#### [What you need to do]
For the material below, output exactly the span from the line with "type Output = movie::Credits;" to the line with "pub struct SimilarMovies", including both, and nothing besides.

=====

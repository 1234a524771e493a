//! [`Command`] for replacing favorite [`Genre`]s of a [`Profile`].

use common::operations::Perform;
use serde_json::json;
use tracerr::Traced;

#[cfg(doc)]
use crate::domain::{Genre, Profile};
use crate::{
    domain::{genre, user::profile},
    infra::{
        gateway::{self, Request, Response},
        storage, Gateway,
    },
    Client, Failure,
};

use super::{Command, Mutated};

/// [`Command`] for replacing favorite [`Genre`]s of a [`Profile`].
#[derive(Clone, Debug)]
pub struct AddFavoriteGenres {
    /// ID of the [`Profile`] to update.
    pub profile: profile::Id,

    /// Catalog IDs of the favorite [`Genre`]s.
    ///
    /// The [`Genre`]s must be synced into the backend storage already.
    pub genres: Vec<genre::Id>,
}

impl<Gw, St> Command<AddFavoriteGenres> for Client<Gw, St>
where
    Gw: Gateway<Perform<Request>, Ok = Response, Err = Traced<gateway::Error>>,
    St: storage::Backend,
{
    type Ok = Mutated;
    type Err = Traced<Failure>;

    async fn execute(
        &self,
        cmd: AddFavoriteGenres,
    ) -> Result<Self::Ok, Self::Err> {
        let write = Request::post(format!(
            "/db/profiles/{}/add_favorite_genre/",
            cmd.profile,
        ))
        .body(json!({ "genre_id": cmd.genres }));

        self.mutate_profile(write).await.map_err(tracerr::wrap!())
    }
}
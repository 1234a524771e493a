//! Command-line application for interacting with the movie discovery API
//! through the [`client`].

#![deny(
    nonstandard_style,
    rust_2018_idioms,
    rustdoc::all,
    trivial_casts,
    trivial_numeric_casts,
    unsafe_code
)]
#![forbid(non_ascii_idents)]
#![warn(
    clippy::allow_attributes,
    clippy::allow_attributes_without_reason,
    clippy::pedantic,
    clippy::wildcard_enum_match_arm,
    deprecated_in_future,
    missing_copy_implementations,
    missing_debug_implementations,
    missing_docs,
    unreachable_pub,
    unused_crate_dependencies,
    unused_import_braces,
    unused_labels,
    unused_lifetimes,
    unused_qualifications,
    unused_results
)]

pub mod args;
pub mod cli;
pub mod config;
pub mod error;
pub mod logging;

// Used in binary.
use tokio as _;

pub use self::{
    args::Args,
    config::Config,
    error::{AsError, Error},
};

/// [`client::Client`] with filled infrastructure dependencies.
pub type Client = client::Client<client::infra::Http, client::infra::Sled>;
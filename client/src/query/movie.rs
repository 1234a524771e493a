//! [`Query`] collection related to catalog [`Movie`]s.

use crate::{
    domain::movie::{self, TmdbId},
    infra::gateway::Request,
    read,
};
#[cfg(doc)]
use crate::{domain::Movie, Query};

use super::Endpoint;

/// Queries the currently popular [`Movie`]s.
#[derive(Clone, Copy, Debug, Default)]
pub struct PopularMovies;

impl Endpoint for PopularMovies {
    type Output = read::movie::List;

    fn request(self) -> Request {
        Request::get("/movies/popular/")
    }
}

/// Queries [`Movie`]s matching the provided text.
#[derive(Clone, Debug)]
pub struct SearchMovies {
    /// Text to search for.
    pub query: String,
}

impl Endpoint for SearchMovies {
    type Output = read::movie::List;

    fn request(self) -> Request {
        Request::get("/movies/search/").query("query", self.query)
    }
}

/// Queries [`movie::Details`] of a [`Movie`].
#[derive(Clone, Copy, Debug)]
pub struct MovieDetails {
    /// [`TmdbId`] of the [`Movie`].
    pub id: TmdbId,
}

impl Endpoint for MovieDetails {
    type Output = movie::Details;

    fn request(self) -> Request {
        Request::get(format!("/movies/{}/", self.id))
    }
}

/// Queries [`movie::Credits`] of a [`Movie`].
#[derive(Clone, Copy, Debug)]
pub struct MovieCredits {
    /// [`TmdbId`] of the [`Movie`].
    pub id: TmdbId,
}

impl Endpoint for MovieCredits {
    type Output = movie::Credits;

    fn request(self) -> Request {
        Request::get(format!("/movies/{}/credits/", self.id))
    }
}

/// Queries [`Movie`]s similar to the provided one.
#[derive(Clone, Copy, Debug)]
pub struct SimilarMovies {
    /// [`TmdbId`] of the [`Movie`].
    pub id: TmdbId,
}

impl Endpoint for SimilarMovies {
    type Output = read::movie::List;

    fn request(self) -> Request {
        Request::get(format!("/movies/{}/similar/", self.id))
    }
}
//! [`Query`] definition.

pub mod ai;
pub mod genre;
pub mod movie;
pub mod profile;
pub mod recommendation;
pub mod session;

use common::operations::Perform;
use serde::de::DeserializeOwned;
use tracerr::Traced;

use crate::{
    infra::{
        gateway::{self, Request, Response},
        storage, Gateway,
    },
    Client, Failure,
};

/// [`Query`] of the [`Client`].
pub use common::Handler as Query;

pub use self::{
    ai::{GuessMovie, MovieTrivia},
    genre::Genres,
    movie::{MovieCredits, MovieDetails, PopularMovies, SearchMovies, SimilarMovies},
    profile::{CachedProfile, UserProfile, WatchHistory},
    recommendation::{ForYou, Recommendations},
    session::{CurrentUser, SessionState},
};

/// Single remote call of the backend API, answering with a JSON-encoded
/// [`Endpoint::Output`].
///
/// Every [`Endpoint`] is executable by a [`Client`] as is.
pub trait Endpoint {
    /// Type of the decoded response.
    type Output: DeserializeOwned;

    /// Composes the [`Request`] of this [`Endpoint`].
    fn request(self) -> Request;
}

impl<Gw, St, E> Query<E> for Client<Gw, St>
where
    Gw: Gateway<Perform<Request>, Ok = Response, Err = Traced<gateway::Error>>,
    St: storage::Backend,
    E: Endpoint,
{
    type Ok = E::Output;
    type Err = Traced<Failure>;

    async fn execute(&self, endpoint: E) -> Result<Self::Ok, Self::Err> {
        self.fetch(endpoint.request())
            .await
            .map_err(tracerr::wrap!())
    }
}

#[cfg(test)]
pub(crate) mod tests {
    use crate::{
        domain::{
            user::{self, Session, Token},
            User,
        },
        infra::{gateway::mock::Recording, Memory},
        Client, Config,
    };

    /// Creates a new [`Client`] over the provided [`Recording`] gateway.
    pub(crate) fn client(gateway: Recording) -> Client<Recording, Memory> {
        Client::new(Config::default(), gateway, Memory::default())
    }

    /// Creates a new [`Client`] with an authenticated session.
    pub(crate) async fn authenticated(
        gateway: Recording,
    ) -> Client<Recording, Memory> {
        let client = client(gateway);
        client
            .session_store()
            .save(&Session {
                user: User {
                    id: user::Id::from(1),
                    username: user::Username::new("neo").unwrap(),
                    preferences: None,
                },
                token: Token::new("abc123").unwrap(),
            })
            .await
            .unwrap();
        client
    }
}
//! [`SessionStore`] definitions.

use std::sync::Arc;

use common::operations::{By, Select, Update};
use derive_more::{Display, Error as StdError, From};
use serde::{de::DeserializeOwned, Serialize};
use tokio::sync::Mutex;
use tracerr::Traced;
use tracing as log;

use crate::domain::{
    user::{Profile, Session, Token},
    Preferences, User,
};

use super::storage::{self, Batch, Key};

/// Persisted state of the current session.
///
/// Entries are kept as JSON under the stable [`Key`]s. A [`Session`] is
/// only ever written and cleared as a whole, so a token never outlives its
/// user record and vice versa. Unreadable entries are reported as absent.
///
/// Writes are serialized, and clones share the same write guard.
#[derive(Clone, Debug)]
pub struct SessionStore<St> {
    /// [`storage::Storage`] of this [`SessionStore`].
    storage: St,

    /// Guard serializing writes.
    writing: Arc<Mutex<()>>,
}

impl<St> SessionStore<St> {
    /// Creates a new [`SessionStore`] on top of the provided `storage`.
    #[must_use]
    pub fn new(storage: St) -> Self {
        Self {
            storage,
            writing: Arc::new(Mutex::new(())),
        }
    }

    /// Returns the underlying [`storage::Storage`].
    #[must_use]
    pub fn storage(&self) -> &St {
        &self.storage
    }
}

impl<St: storage::Backend> SessionStore<St> {
    /// Persists the provided [`Session`], dropping any cached [`Profile`]
    /// of the previous one.
    ///
    /// # Errors
    ///
    /// If the [`Session`] cannot be written.
    pub async fn save(&self, session: &Session) -> Result<(), Traced<Error>> {
        let batch = Batch::default()
            .put(Key::Token, encode(&session.token)?)
            .put(Key::User, encode(&session.user)?)
            .remove(Key::Profile);
        let _guard = self.writing.lock().await;
        self.apply(batch).await
    }

    /// Caches the provided [`Profile`] of the [`User`] owning the provided
    /// [`Token`], along with the [`Preferences`] summary of that [`User`].
    ///
    /// Nothing is written and `false` is returned if the provided [`Token`]
    /// is not the one of the current session anymore.
    ///
    /// # Errors
    ///
    /// If the [`Profile`] cannot be written.
    pub async fn save_profile(
        &self,
        owner: &Token,
        profile: &Profile,
    ) -> Result<bool, Traced<Error>> {
        let _guard = self.writing.lock().await;
        if self.token().await.as_ref() != Some(owner) {
            return Ok(false);
        }

        let mut batch = Batch::default().put(Key::Profile, encode(profile)?);
        if let Some(user) = self.current_user().await {
            let user = User {
                preferences: Some(Preferences::from(profile)),
                ..user
            };
            batch = batch.put(Key::User, encode(&user)?);
        }
        self.apply(batch).await.map(|()| true)
    }

    /// Removes every entry of the current session.
    ///
    /// Clearing an empty [`SessionStore`] is a no-op.
    ///
    /// # Errors
    ///
    /// If the entries cannot be removed.
    pub async fn clear(&self) -> Result<(), Traced<Error>> {
        let batch = Key::ALL
            .into_iter()
            .fold(Batch::default(), Batch::remove);
        let _guard = self.writing.lock().await;
        self.apply(batch).await
    }

    /// Returns the [`Token`] of the current session, if any.
    pub async fn token(&self) -> Option<Token> {
        self.read(Key::Token).await
    }

    /// Returns the cached [`User`] of the current session, if any.
    pub async fn current_user(&self) -> Option<User> {
        self.read(Key::User).await
    }

    /// Returns the cached [`Profile`] of the current [`User`], if any.
    pub async fn current_profile(&self) -> Option<Profile> {
        self.read(Key::Profile).await
    }

    /// Returns the current [`Session`], if both of its parts are present.
    pub async fn current(&self) -> Option<Session> {
        let token = self.token().await?;
        let user = self.current_user().await?;
        Some(Session { user, token })
    }

    /// Applies the provided [`Batch`] to the underlying storage.
    async fn apply(&self, batch: Batch) -> Result<(), Traced<Error>> {
        self.storage
            .execute(Update(batch))
            .await
            .map_err(tracerr::map_from_and_wrap!(=> Error))
    }

    /// Reads and decodes the entry under the provided [`Key`].
    async fn read<T: DeserializeOwned>(&self, key: Key) -> Option<T> {
        let raw = match self.storage.execute(Select(By::new(key))).await {
            Ok(raw) => raw?,
            Err(e) => {
                log::warn!("Failed to read `{}` session entry: {e}", key.as_str());
                return None;
            }
        };
        serde_json::from_str(&raw)
            .inspect_err(|e| {
                log::warn!(
                    "Ignoring malformed `{}` session entry: {e}",
                    key.as_str(),
                );
            })
            .ok()
    }
}

/// Encodes the provided `value` as a JSON entry.
fn encode<T: Serialize + ?Sized>(value: &T) -> Result<String, Traced<Error>> {
    serde_json::to_string(value).map_err(tracerr::from_and_wrap!(=> Error))
}

/// [`SessionStore`] error.
#[derive(Debug, Display, From, StdError)]
pub enum Error {
    /// [`storage::Storage`] error.
    #[display("Session storage operation failed: {_0}")]
    Storage(storage::Error),

    /// Entry cannot be encoded.
    #[display("Failed to encode session entry: {_0}")]
    Encode(serde_json::Error),
}

#[cfg(test)]
mod tests {
    use common::operations::Update;

    use crate::{
        domain::{
            user::{self, Profile, Session, Token},
            Preferences, User,
        },
        infra::storage::{Batch, Key, Memory, Storage as _},
    };

    use super::SessionStore;

    fn session(name: &str, token: &str) -> Session {
        Session {
            user: User {
                id: user::Id::from(7),
                username: user::Username::new(name).unwrap(),
                preferences: None,
            },
            token: Token::new(token).unwrap(),
        }
    }

    fn profile() -> Profile {
        serde_json::from_value(serde_json::json!({
            "id": 3,
            "user": "neo",
            "favorite_genres": [],
            "favorite_movies": [],
            "watch_history": [],
        }))
        .unwrap()
    }

    #[tokio::test]
    async fn reads_back_saved_session() {
        let store = SessionStore::new(Memory::default());
        let s = session("neo", "abc123");

        store.save(&s).await.unwrap();

        assert_eq!(store.token().await, Some(s.token.clone()));
        assert_eq!(store.current_user().await, Some(s.user.clone()));
        assert_eq!(store.current().await, Some(s));
    }

    #[tokio::test]
    async fn clear_removes_everything() {
        let store = SessionStore::new(Memory::default());
        let s = session("neo", "abc123");
        store.save(&s).await.unwrap();
        assert!(store.save_profile(&s.token, &profile()).await.unwrap());

        store.clear().await.unwrap();

        assert_eq!(store.token().await, None);
        assert_eq!(store.current_user().await, None);
        assert_eq!(store.current_profile().await, None);
    }

    #[tokio::test]
    async fn clearing_empty_store_is_noop() {
        let store = SessionStore::new(Memory::default());

        store.clear().await.unwrap();
        store.clear().await.unwrap();

        assert_eq!(store.current().await, None);
    }

    #[tokio::test]
    async fn saving_session_drops_cached_profile() {
        let store = SessionStore::new(Memory::default());
        let s = session("neo", "abc123");
        store.save(&s).await.unwrap();
        assert!(store.save_profile(&s.token, &profile()).await.unwrap());
        assert!(store.current_profile().await.is_some());

        store.save(&session("trinity", "def456")).await.unwrap();

        assert_eq!(store.current_profile().await, None);
        assert_eq!(
            store.current_user().await.map(|u| u.username.to_string()),
            Some("trinity".into()),
        );
    }

    #[tokio::test]
    async fn caching_profile_summarizes_preferences() {
        let store = SessionStore::new(Memory::default());
        let s = session("neo", "abc123");
        store.save(&s).await.unwrap();

        assert!(store.save_profile(&s.token, &profile()).await.unwrap());

        assert_eq!(store.current_profile().await, Some(profile()));
        assert_eq!(
            store.current_user().await.and_then(|u| u.preferences),
            Some(Preferences::from(&profile())),
        );
        assert_eq!(store.token().await, Some(s.token));
    }

    #[tokio::test]
    async fn profile_of_stale_token_is_not_cached() {
        let store = SessionStore::new(Memory::default());
        let stale = Token::new("abc123").unwrap();

        assert!(!store.save_profile(&stale, &profile()).await.unwrap());
        assert_eq!(store.current_profile().await, None);

        store.save(&session("trinity", "def456")).await.unwrap();

        assert!(!store.save_profile(&stale, &profile()).await.unwrap());
        assert_eq!(store.current_profile().await, None);
        assert_eq!(
            store.current_user().await.and_then(|u| u.preferences),
            None,
        );
    }

    #[tokio::test]
    async fn corrupted_entry_reads_as_absent() {
        let store = SessionStore::new(Memory::default());
        store.save(&session("neo", "abc123")).await.unwrap();
        store
            .storage()
            .execute(Update(Batch::default().put(Key::User, "{not json")))
            .await
            .unwrap();

        assert_eq!(store.current_user().await, None);
        assert_eq!(store.current().await, None);
        assert!(store.token().await.is_some());
    }

    #[tokio::test]
    async fn session_requires_both_parts() {
        let store = SessionStore::new(Memory::default());
        store
            .storage()
            .execute(Update(Batch::default().put(Key::Token, "\"abc123\"")))
            .await
            .unwrap();

        assert!(store.token().await.is_some());
        assert_eq!(store.current().await, None);
    }
}
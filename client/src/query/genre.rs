//! [`Query`] collection related to catalog [`Genre`]s.

use crate::{infra::gateway::Request, read};
#[cfg(doc)]
use crate::{domain::Genre, Query};

use super::Endpoint;

/// Queries all the [`Genre`]s of the catalog.
#[derive(Clone, Copy, Debug, Default)]
pub struct Genres;

impl Endpoint for Genres {
    type Output = read::genre::List;

    fn request(self) -> Request {
        Request::get("/movies/genres/")
    }
}
//! [`Storage`]-related implementations.

mod memory;
#[cfg(feature = "sled")]
pub mod sled;

use std::string::FromUtf8Error;

use common::operations::{By, Select, Update};
use derive_more::{Display, Error as StdError, From};
use tracerr::Traced;

#[cfg(feature = "sled")]
pub use self::sled::Sled;
pub use self::memory::Memory;

/// Client-side key-value storage operation.
pub use common::Handler as Storage;

/// Key of an entry persisted in a [`Storage`].
#[derive(Clone, Copy, Debug, Eq, Hash, PartialEq)]
pub enum Key {
    /// Access token of the current session.
    Token,

    /// Cached record of the current user.
    User,

    /// Cached profile of the current user.
    Profile,
}

impl Key {
    /// All the [`Key`]s owned by a session.
    pub const ALL: [Self; 3] = [Self::Token, Self::User, Self::Profile];

    /// Returns the stable string representation of this [`Key`].
    #[must_use]
    pub const fn as_str(self) -> &'static str {
        match self {
            Self::Token => "authToken",
            Self::User => "user",
            Self::Profile => "currentUserProfile",
        }
    }
}

/// Single change of a [`Batch`].
#[derive(Clone, Debug, Eq, PartialEq)]
pub enum Change {
    /// Puts the value under the [`Key`], replacing the previous one.
    Put(Key, String),

    /// Removes the value under the [`Key`], if any.
    Remove(Key),
}

/// Set of [`Change`]s applied to a [`Storage`] as a whole.
#[derive(Clone, Debug, Default, Eq, PartialEq)]
pub struct Batch(Vec<Change>);

impl Batch {
    /// Adds a [`Change::Put`] to this [`Batch`].
    #[must_use]
    pub fn put(mut self, key: Key, value: impl Into<String>) -> Self {
        self.0.push(Change::Put(key, value.into()));
        self
    }

    /// Adds a [`Change::Remove`] to this [`Batch`].
    #[must_use]
    pub fn remove(mut self, key: Key) -> Self {
        self.0.push(Change::Remove(key));
        self
    }
}

impl IntoIterator for Batch {
    type Item = Change;
    type IntoIter = std::vec::IntoIter<Change>;

    fn into_iter(self) -> Self::IntoIter {
        self.0.into_iter()
    }
}

/// [`Storage`] error.
#[derive(Debug, Display, From, StdError)]
pub enum Error {
    #[cfg(feature = "sled")]
    /// [`Sled`] error.
    #[display("`sled` operation failed: {_0}")]
    Sled(::sled::Error),

    /// Stored value is not a valid UTF-8 string.
    #[display("Stored value is not UTF-8: {_0}")]
    Utf8(FromUtf8Error),
}

/// [`Storage`] able to read single entries and apply [`Batch`]es.
pub trait Backend:
    Storage<
        Select<By<Option<String>, Key>>,
        Ok = Option<String>,
        Err = Traced<Error>,
    > + Storage<Update<Batch>, Ok = (), Err = Traced<Error>>
{
}

impl<T> Backend for T where
    T: Storage<
            Select<By<Option<String>, Key>>,
            Ok = Option<String>,
            Err = Traced<Error>,
        > + Storage<Update<Batch>, Ok = (), Err = Traced<Error>>
{
}
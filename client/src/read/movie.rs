//! [`Movie`] read model definition.

use serde::{Deserialize, Serialize};

use crate::domain::Movie;

/// List of catalog [`Movie`]s.
#[derive(Clone, Debug, Default, Deserialize, PartialEq, Serialize)]
pub struct List {
    /// [`Movie`]s of this [`List`].
    #[serde(default)]
    pub results: Vec<Movie>,
}

impl IntoIterator for List {
    type Item = Movie;
    type IntoIter = std::vec::IntoIter<Movie>;

    fn into_iter(self) -> Self::IntoIter {
        self.results.into_iter()
    }
}
//! [`Profile`] definitions.

use common::{unit, DateTimeOf};
use derive_more::{Display, From, FromStr, Into};
use serde::{Deserialize, Serialize};

#[cfg(doc)]
use crate::domain::User;
use crate::domain::{genre, movie};

use super::Username;

/// Server-owned profile of a [`User`] holding their movie preferences.
#[derive(Clone, Debug, Deserialize, PartialEq, Serialize)]
pub struct Profile {
    /// ID of this [`Profile`].
    pub id: Id,

    /// [`Username`] of the [`User`] owning this [`Profile`].
    pub user: Username,

    /// Favorite genres of the [`User`].
    #[serde(default)]
    pub favorite_genres: Vec<genre::Stored>,

    /// Favorite movies of the [`User`].
    #[serde(default)]
    pub favorite_movies: Vec<movie::Stored>,

    /// Movies watched by the [`User`].
    #[serde(default)]
    pub watch_history: Vec<Watched>,
}

impl Profile {
    /// Returns the catalog IDs of the favorite genres.
    #[must_use]
    pub fn favorite_genre_ids(&self) -> Vec<genre::Id> {
        self.favorite_genres.iter().map(|g| g.tmdb_id).collect()
    }
}

/// ID of a [`Profile`].
#[derive(
    Clone,
    Copy,
    Debug,
    Deserialize,
    Display,
    Eq,
    From,
    FromStr,
    Hash,
    Into,
    PartialEq,
    Serialize,
)]
#[serde(transparent)]
pub struct Id(u64);

/// Entry of a watch history.
#[derive(Clone, Debug, Deserialize, PartialEq, Serialize)]
pub struct Watched {
    /// ID of this [`Watched`] entry.
    pub id: WatchedId,

    /// Watched movie.
    pub movie: movie::Stored,

    /// [`DateTimeOf`] when the movie was watched.
    ///
    /// Unparsable values are treated as unknown.
    #[serde(default, with = "common::datetime::serde::rfc3339::lenient")]
    pub watched_date: Option<WatchedDateTime>,

    /// [`Rating`] given to the movie.
    #[serde(default)]
    pub user_rating: Option<Rating>,
}

/// ID of a [`Watched`] entry.
#[derive(
    Clone,
    Copy,
    Debug,
    Deserialize,
    Display,
    Eq,
    From,
    Hash,
    Into,
    PartialEq,
    Serialize,
)]
#[serde(transparent)]
pub struct WatchedId(u64);

/// Rating given by a [`User`] to a watched movie.
#[derive(
    Clone,
    Copy,
    Debug,
    Deserialize,
    Display,
    Eq,
    From,
    FromStr,
    Into,
    Ord,
    PartialEq,
    PartialOrd,
    Serialize,
)]
#[serde(transparent)]
pub struct Rating(i32);

/// [`DateTimeOf`] when a movie was watched.
pub type WatchedDateTime = DateTimeOf<(Watched, unit::Watching)>;
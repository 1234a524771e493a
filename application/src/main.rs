use std::{io, process::ExitCode, sync::OnceLock};

use application::{cli, logging, Args, Client, Config};
use client::infra::{Http, Sled};
use tracing as log;
use tracing_subscriber::{layer::SubscriberExt as _, util::SubscriberInitExt as _};

static LOG_LEVEL: OnceLock<log::Level> = OnceLock::new();

#[tokio::main]
async fn main() -> ExitCode {
    tracing_subscriber::registry()
        .with(logging::layer(io::stderr, &LOG_LEVEL))
        .init();

    match start().await {
        Ok(()) => ExitCode::SUCCESS,
        Err(()) => ExitCode::FAILURE,
    }
}

async fn start() -> Result<(), ()> {
    let Args { config, command } = Args::parse().unwrap_or_else(|e| e.exit());

    let Config {
        api,
        storage,
        client,
        log,
    } = Config::new(config).map_err(|e| {
        log::error!("failed to load `Config`: {e}");
    })?;

    LOG_LEVEL
        .set(log.level.into())
        .unwrap_or_else(|_| unreachable!("first initialization"));

    let storage = Sled::open(&storage.into()).map_err(|e| {
        log::error!("failed to open session storage: {e}");
    })?;
    let gateway = Http::new(api.into()).map_err(|e| {
        log::error!("failed to initialize `Http` gateway: {e}");
    })?;
    let client = Client::new(client.into(), gateway, storage);

    let output = cli::run(&client, command).await.map_err(|e| {
        log::error!("{e}");
    })?;

    let output = serde_json::to_string_pretty(&output).map_err(|e| {
        log::error!("failed to render output: {e}");
    })?;
    println!("{output}");
    Ok(())
}
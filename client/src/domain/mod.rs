//! Domain definitions.

pub mod ai;
pub mod genre;
pub mod movie;
pub mod preferences;
pub mod user;

pub use self::{
    genre::Genre,
    movie::Movie,
    preferences::Preferences,
    user::{Profile, Session, User},
};
//! [`Gateway`]-related implementations.

pub mod http;
#[cfg(test)]
pub(crate) mod mock;

use ::http::{header::InvalidHeaderValue, Method, StatusCode};
use derive_more::{Display, Error as StdError, From};
use serde::de::DeserializeOwned;
use serde_json::Value;

use crate::domain::user::Token;

pub use self::http::Http;

/// Request to the backend API.
pub use common::Handler as Gateway;

/// Request to the backend API, relative to its base URL.
#[derive(Clone, Debug)]
pub struct Request {
    /// HTTP method of this [`Request`].
    pub method: Method,

    /// Path of this [`Request`], relative to the API base URL.
    pub path: String,

    /// Query parameters of this [`Request`].
    pub query: Vec<(&'static str, String)>,

    /// JSON body of this [`Request`].
    pub body: Option<Value>,

    /// [`Token`] authorizing this [`Request`].
    pub token: Option<Token>,
}

impl Request {
    /// Creates a new [`Request`] with the provided [`Method`] and `path`.
    #[must_use]
    pub fn new(method: Method, path: impl Into<String>) -> Self {
        Self {
            method,
            path: path.into(),
            query: Vec::new(),
            body: None,
            token: None,
        }
    }

    /// Creates a new `GET` [`Request`].
    #[must_use]
    pub fn get(path: impl Into<String>) -> Self {
        Self::new(Method::GET, path)
    }

    /// Creates a new `POST` [`Request`].
    #[must_use]
    pub fn post(path: impl Into<String>) -> Self {
        Self::new(Method::POST, path)
    }

    /// Adds a query parameter to this [`Request`].
    #[must_use]
    pub fn query(mut self, name: &'static str, value: impl Into<String>) -> Self {
        self.query.push((name, value.into()));
        self
    }

    /// Sets the JSON body of this [`Request`].
    #[must_use]
    pub fn body(mut self, body: Value) -> Self {
        self.body = Some(body);
        self
    }

    /// Authorizes this [`Request`] with the provided [`Token`], if any.
    #[must_use]
    pub fn authorized(mut self, token: Option<Token>) -> Self {
        self.token = token;
        self
    }
}

/// Response of the backend API.
#[derive(Clone, Debug)]
pub struct Response {
    /// [`StatusCode`] of this [`Response`].
    pub status: StatusCode,

    /// Raw body of this [`Response`].
    pub body: Vec<u8>,
}

impl Response {
    /// Decodes the body of this [`Response`] as JSON.
    ///
    /// # Errors
    ///
    /// If the body is not a valid JSON representation of `T`.
    pub fn json<T: DeserializeOwned>(&self) -> Result<T, serde_json::Error> {
        serde_json::from_slice(&self.body)
    }

    /// Extracts a human-readable error message from the body of this
    /// [`Response`].
    ///
    /// An `error` field is preferred, then a `detail` one. Otherwise, field
    /// errors are joined as `field: message` pairs.
    #[must_use]
    pub fn error_message(&self) -> Option<String> {
        let body = self.json::<Value>().ok()?;
        let fields = match body {
            Value::Object(fields) => fields,
            Value::Null => return None,
            Value::Bool(_)
            | Value::Number(_)
            | Value::String(_)
            | Value::Array(_) => return Some(render(&body)),
        };
        if let Some(m) = fields.get("error").or_else(|| fields.get("detail")) {
            return Some(render(m));
        }
        let joined = fields
            .iter()
            .map(|(field, m)| format!("{field}: {}", render(m)))
            .collect::<Vec<_>>()
            .join("; ");
        (!joined.is_empty()).then_some(joined)
    }
}

/// Renders the provided JSON [`Value`] as a human-readable message.
fn render(value: &Value) -> String {
    match value {
        Value::String(s) => s.clone(),
        Value::Array(items) => {
            items.iter().map(render).collect::<Vec<_>>().join(", ")
        }
        Value::Null | Value::Bool(_) | Value::Number(_) | Value::Object(_) => {
            value.to_string()
        }
    }
}

/// [`Gateway`] error.
#[derive(Debug, Display, From, StdError)]
pub enum Error {
    /// Request cannot be sent or its response cannot be received.
    #[display("HTTP exchange failed: {_0}")]
    Transport(reqwest::Error),

    /// Request URL cannot be composed.
    #[display("Invalid request URL: {_0}")]
    Url(url::ParseError),

    /// Request header cannot be composed.
    #[display("Invalid request header: {_0}")]
    Header(InvalidHeaderValue),

    /// API responded with a non-success status.
    #[display("API responded with `{}` status", _0.status)]
    #[from(ignore)]
    Status(#[error(not(source))] Response),
}
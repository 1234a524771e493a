//! Marker types.

/// Marker type describing a movie being watched.
#[derive(Clone, Copy, Debug)]
pub struct Watching;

=====

#### [Response below]
    type Output = movie::Credits;

    fn request(self) -> Request {
        Request::get(format!("/movies/{}/credits/", self.id))
    }
}

/// Queries [`Movie`]s similar to the provided one.
#[derive(Clone, Copy, Debug)]
pub struct SimilarMovies {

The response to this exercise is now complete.